Saved data entries:
★ ★ ★ ★

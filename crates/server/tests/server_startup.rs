use std::io::Write;
use std::net::TcpListener;
use std::time::Duration;

use reqwest::Client;
use tempfile::{NamedTempFile, TempDir};
use tokio::time::{sleep, timeout};

/// Find an available port
fn get_available_port() -> u16 {
    TcpListener::bind("127.0.0.1:0")
        .unwrap()
        .local_addr()
        .unwrap()
        .port()
}

/// Create a minimal valid config rooted in `root`
fn minimal_config(port: u16, root: &std::path::Path) -> String {
    format!(
        r#"
[server]
host = "127.0.0.1"
port = {}

[storage]
root = "{}"
"#,
        port,
        root.display()
    )
}

fn write_config(content: &str) -> NamedTempFile {
    let mut temp_file = NamedTempFile::new().unwrap();
    temp_file.write_all(content.as_bytes()).unwrap();
    temp_file.flush().unwrap();
    temp_file
}

/// Spawn the server and return a handle
async fn spawn_server(config_path: &std::path::Path) -> tokio::process::Child {
    tokio::process::Command::new(env!("CARGO_BIN_EXE_webpit"))
        .env("WEBPIT_CONFIG", config_path)
        .env("RUST_LOG", "error") // Quiet logs during tests
        .kill_on_drop(true)
        .spawn()
        .expect("Failed to spawn server")
}

/// Wait for server to be ready
async fn wait_for_server(port: u16, max_attempts: u32) -> bool {
    let client = Client::new();
    for _ in 0..max_attempts {
        if client
            .get(format!("http://127.0.0.1:{}/health", port))
            .send()
            .await
            .is_ok()
        {
            return true;
        }
        sleep(Duration::from_millis(50)).await;
    }
    false
}

#[tokio::test]
async fn test_health_endpoint() {
    let port = get_available_port();
    let root = TempDir::new().unwrap();
    let config = write_config(&minimal_config(port, root.path()));

    let mut server = spawn_server(config.path()).await;
    assert!(
        wait_for_server(port, 40).await,
        "Server did not start in time"
    );

    let client = Client::new();
    let response = client
        .get(format!("http://127.0.0.1:{}/health", port))
        .send()
        .await
        .expect("Failed to send request");

    assert!(response.status().is_success());
    let powered_by = response
        .headers()
        .get("x-powered-by")
        .and_then(|v| v.to_str().ok())
        .map(str::to_string);
    assert!(powered_by.unwrap_or_default().starts_with("WebPit/"));

    let json: serde_json::Value = response.json().await.expect("Failed to parse JSON");
    assert_eq!(json["status"], "ok");

    // Cleanup
    server.kill().await.ok();
}

#[tokio::test]
async fn test_status_reports_configured_limits() {
    let port = get_available_port();
    let root = TempDir::new().unwrap();
    let config = write_config(&format!(
        "{}\n[orchestrator]\nmax_files = 3\nmax_conversions = 2\n",
        minimal_config(port, root.path())
    ));

    let mut server = spawn_server(config.path()).await;
    assert!(
        wait_for_server(port, 40).await,
        "Server did not start in time"
    );

    let response = Client::new()
        .get(format!("http://127.0.0.1:{}/status", port))
        .send()
        .await
        .expect("Failed to send request");

    assert!(response.status().is_success());
    let json: serde_json::Value = response.json().await.expect("Failed to parse JSON");
    assert_eq!(json["running"], true);
    assert_eq!(json["limits"]["max_files"], 3);
    assert_eq!(json["limits"]["max_conversions"], 2);

    // The files directory is created on start
    assert!(root.path().join("files").is_dir());

    server.kill().await.ok();
}

#[tokio::test]
async fn test_missing_config_file_exits_with_error() {
    let result = timeout(
        Duration::from_secs(5),
        tokio::process::Command::new(env!("CARGO_BIN_EXE_webpit"))
            .env("WEBPIT_CONFIG", "/nonexistent/config.toml")
            // Port 0 fails validation, so defaults alone cannot start a server
            .env("WEBPIT_SERVER__PORT", "0")
            .env("RUST_LOG", "error")
            .output(),
    )
    .await
    .expect("Command timed out")
    .expect("Failed to execute command");

    assert!(!result.status.success());
}

#[tokio::test]
async fn test_invalid_config_exits_with_error() {
    let invalid = r#"
[server]
port = 8080

[orchestrator]
quality = 150
"#;
    let config = write_config(invalid);

    let result = timeout(
        Duration::from_secs(5),
        tokio::process::Command::new(env!("CARGO_BIN_EXE_webpit"))
            .env("WEBPIT_CONFIG", config.path())
            .env("RUST_LOG", "error")
            .output(),
    )
    .await
    .expect("Command timed out")
    .expect("Failed to execute command");

    assert!(!result.status.success());
}

#[tokio::test]
async fn test_malformed_config_exits_with_error() {
    let config = write_config("[server\nport = ");

    let result = timeout(
        Duration::from_secs(5),
        tokio::process::Command::new(env!("CARGO_BIN_EXE_webpit"))
            .env("WEBPIT_CONFIG", config.path())
            .env("RUST_LOG", "error")
            .output(),
    )
    .await
    .expect("Command timed out")
    .expect("Failed to execute command");

    assert!(!result.status.success());
}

★ ★ ★ ★

Make an exact transcription of the entries above.

filename crates/server/tests/server_startup.rs
use std::io::Write;
use std::net::TcpListener;
use std::time::Duration;

use reqwest::Client;
use tempfile::{NamedTempFile, TempDir};
use tokio::time::{sleep, timeout};

/// Find an available port
fn get_available_port() -> u16 {
    TcpListener::bind("127.0.0.1:0")
        .unwrap()
        .local_addr()
        .unwrap()
        .port()
}

/// Create a minimal valid config rooted in `root`
fn minimal_config(port: u16, root: &std::path::Path) -> String {
    format!(
        r#"
[server]
host = "127.0.0.1"
port = {}

[storage]
root = "{}"
"#,
        port,
        root.display()
    )
}

fn write_config(content: &str) -> NamedTempFile {
    let mut temp_file = NamedTempFile::new().unwrap();
    temp_file.write_all(content.as_bytes()).unwrap();
    temp_file.flush().unwrap();
    temp_file
}

/// Spawn the server and return a handle
async fn spawn_server(config_path: &std::path::Path) -> tokio::process::Child {
    tokio::process::Command::new(env!("CARGO_BIN_EXE_webpit"))
        .env("WEBPIT_CONFIG", config_path)
        .env("RUST_LOG", "error") // Quiet logs during tests
        .kill_on_drop(true)
        .spawn()
        .expect("Failed to spawn server")
}

/// Wait for server to be ready
async fn wait_for_server(port: u16, max_attempts: u32) -> bool {
    let client = Client::new();
    for _ in 0..max_attempts {
        if client
            .get(format!("http://127.0.0.1:{}/health", port))
            .send()
            .await
            .is_ok()
        {
            return true;
        }
        sleep(Duration::from_millis(50)).await;
    }
    false
}

#[tokio::test]
async fn test_health_endpoint() {
    let port = get_available_port();
    let root = TempDir::new().unwrap();
    let config = write_config(&minimal_config(port, root.path()));

    let mut server = spawn_server(config.path()).await;
    assert!(
        wait_for_server(port, 40).await,
        "Server did not start in time"
    );

    let client = Client::new();
    let response = client
        .get(format!("http://127.0.0.1:{}/health", port))
        .send()
        .await
        .expect("Failed to send request");

    assert!(response.status().is_success());
    let powered_by = response
        .headers()
        .get("x-powered-by")
        .and_then(|v| v.to_str().ok())
        .map(str::to_string);
    assert!(powered_by.unwrap_or_default().starts_with("WebPit/"));

    let json: serde_json::Value = response.json().await.expect("Failed to parse JSON");
    assert_eq!(json["status"], "ok");

    // Cleanup
    server.kill().await.ok();
}

#[tokio::test]
async fn test_status_reports_configured_limits() {
    let port = get_available_port();
    let root = TempDir::new().unwrap();
    let config = write_config(&format!(
        "{}\n[orchestrator]\nmax_files = 3\nmax_conversions = 2\n",
        minimal_config(port, root.path())
    ));

    let mut server = spawn_server(config.path()).await;
    assert!(
        wait_for_server(port, 40).await,
        "Server did not start in time"
    );

    let response = Client::new()
        .get(format!("http://127.0.0.1:{}/status", port))
        .send()
        .await
        .expect("Failed to send request");

    assert!(response.status().is_success());
    let json: serde_json::Value = response.json().await.expect("Failed to parse JSON");
    assert_eq!(json["running"], true);
    assert_eq!(json["limits"]["max_files"], 3);
    assert_eq!(json["limits"]["max_conversions"], 2);

    // The files directory is created on start
    assert!(root.path().join("files").is_dir());

    server.kill().await.ok();
}

#[tokio::test]
async fn test_missing_config_file_exits_with_error() {
    let result = timeout(
        Duration::from_secs(5),
        tokio::process::Command::new(env!("CARGO_BIN_EXE_webpit"))
            .env("WEBPIT_CONFIG", "/nonexistent/config.toml")
            // Port 0 fails validation, so defaults alone cannot start a server
            .env("WEBPIT_SERVER__PORT", "0")
            .env("RUST_LOG", "error")
            .output(),
    )
    .await
    .expect("Command timed out")
    .expect("Failed to execute command");

    assert!(!result.status.success());
}

#[tokio::test]
async fn test_invalid_config_exits_with_error() {
    let invalid = r#"
[server]
port = 8080

[orchestrator]
quality = 150
"#;
    let config = write_config(invalid);

    let result = timeout(
        Duration::from_secs(5),
        tokio::process::Command::new(env!("CARGO_BIN_EXE_webpit"))
            .env("WEBPIT_CONFIG", config.path())
            .env("RUST_LOG", "error")
            .output(),
    )
    .await
    .expect("Command timed out")
    .expect("Failed to execute command");

    assert!(!result.status.success());
}

#[tokio::test]
async fn test_malformed_config_exits_with_error() {
    let config = write_config("[server\nport = ");

    let result = timeout(
        Duration::from_secs(5),
        tokio::process::Command::new(env!("CARGO_BIN_EXE_webpit"))
            .env("WEBPIT_CONFIG", config.path())
            .env("RUST_LOG", "error")
            .output(),
    )
    .await
    .expect("Command timed out")
    .expect("Failed to execute command");

    assert!(!result.status.success());
}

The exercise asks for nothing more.